Un changement fondamental secoue les institutions démocratiques, essentiellement des pays développés. Des assemblées, conférences et autres conventions citoyennes, se mettent à prospérer, à l’échelle locale ou nationale[4]. L’avenir nous apportera-t-il ce changement tellement attendu ?

Ça se passe déjà chez nous

  • L’Ostbelgien, ou Belgique de l’Est Allemande, a réinventé en 2019 son modèle de décision politique. Un « conseil des citoyens » alimente désormais le travail du Parlement en faisant réfléchir des citoyens tirés au sort sur les sujets de son choix. L’Ostbelgien innove la démocratie en mettant en place un organe permanent de démocratie délibérative et représentative.
  • L’Ostbelgien rassemble près de 80 000 habitants, et dispose de son propre Parlement de 25 députés et de son propre gouvernement composé de 4 ministres. N’étant ni un Etat, ni une région, ni une commune, cette communauté s’insère entre plusieurs niveaux administratifs et ne dispose donc que de certaines compétences. Elle est en particulier compétente en matière de culture, d’enseignement, de tourisme, d’aménagement du territoire, de logement, et de soins de santé. Le Parlement de l’Ostbelgien ne peut donc légiférer que dans ces domaines.
  • Il existe un dispositif permanent de délibération : le « conseil des citoyens » dont la principale compétence est d’organiser des panels de citoyens sur les sujets de son choix. La principale faiblesse du dispositif est sa capacité limitée à contraindre le travail des députés. Les membres du Parlement ne sont pas tenus de les mettre en œuvre, ils sont seulement tenus d’étudier les propositions et d’y fournir une réponse argumentée.

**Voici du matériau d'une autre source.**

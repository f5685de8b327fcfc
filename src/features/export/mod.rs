//! JSON export of all stored files and tutorials, with per-model and
//! per-category statistics.

pub mod dtos;
pub mod handlers;
pub mod routes;
pub mod services;

pub use routes::routes;
pub use services::ExportService;
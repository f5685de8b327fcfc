pub mod tutorial_handler;

pub use tutorial_handler::{
    __path_create_tutorial, __path_delete_tutorial, __path_list_tutorials, create_tutorial,
    delete_tutorial, list_tutorials,
};
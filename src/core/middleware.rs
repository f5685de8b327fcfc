use axum::{
    body::Body,
    extract::{Request, State},
    http::{header, HeaderValue, StatusCode},
    middleware::Next,
    response::{IntoResponse, Response},
};
use base64::prelude::*;
use std::sync::Arc;
use tower_http::cors::{AllowOrigin, Any, CorsLayer};
use tower_http::request_id::{MakeRequestId, RequestId};
use tracing::Span;
use uuid::Uuid;

/// Request ID generator using UUID v7 (time-ordered)
#[derive(Clone, Copy)]
pub struct MakeRequestUuid;

impl MakeRequestId for MakeRequestUuid {
    fn make_request_id<B>(&mut self, _request: &axum::http::Request<B>) -> Option<RequestId> {
        HeaderValue::from_str(&Uuid::now_v7().to_string())
            .ok()
            .map(RequestId::new)
    }
}

/// Span per request carrying method, path and request id
#[derive(Clone, Debug)]
pub struct MakeSpanWithRequestId;

impl<B> tower_http::trace::MakeSpan<B> for MakeSpanWithRequestId {
    fn make_span(&mut self, request: &axum::http::Request<B>) -> Span {
        let request_id = request
            .headers()
            .get("x-request-id")
            .and_then(|v| v.to_str().ok())
            .unwrap_or("-");

        tracing::info_span!(
            "request",
            method = %request.method(),
            uri = %request.uri(),
            request_id = %request_id,
        )
    }
}

pub fn cors_layer(allowed_origins: &[String]) -> CorsLayer {
    let cors = CorsLayer::new().allow_methods(Any).allow_headers(Any);

    if allowed_origins.iter().any(|o| o == "*") {
        cors.allow_origin(Any)
    } else {
        let origins: Vec<HeaderValue> = allowed_origins
            .iter()
            .filter_map(|o| o.parse().ok())
            .collect();
        cors.allow_origin(AllowOrigin::list(origins))
    }
}

/// Basic auth guard for the Swagger UI.
///
/// State holds the expected "username:password" pair.
pub async fn swagger_basic_auth(
    State(credentials): State<Arc<String>>,
    req: Request,
    next: Next,
) -> Response {
    let authorized = req
        .headers()
        .get(header::AUTHORIZATION)
        .and_then(|value| value.to_str().ok())
        .and_then(|value| value.strip_prefix("Basic "))
        .and_then(|encoded| BASE64_STANDARD.decode(encoded).ok())
        .and_then(|decoded| String::from_utf8(decoded).ok())
        .is_some_and(|provided| provided == *credentials);

    if authorized {
        return next.run(req).await;
    }

    (
        StatusCode::UNAUTHORIZED,
        [(header::WWW_AUTHENTICATE, "Basic realm=\"Swagger UI\"")],
        Body::from("Unauthorized"),
    )
        .into_response()
}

Sources : Foulques Renard, 10  janvier 2022, sur citoyensdedemain.org

Pour aller plus loin : « Contre les élections », David Van Reybrouck, Editions Actes Sud, 2014

[1] Adoptée à Paris (au Palais de Chaillot) par l’organisation des Nations unies le 10 décembre 1948

[2] Transparency International : mouvement international pour lutter contre l’injustice et la corruption.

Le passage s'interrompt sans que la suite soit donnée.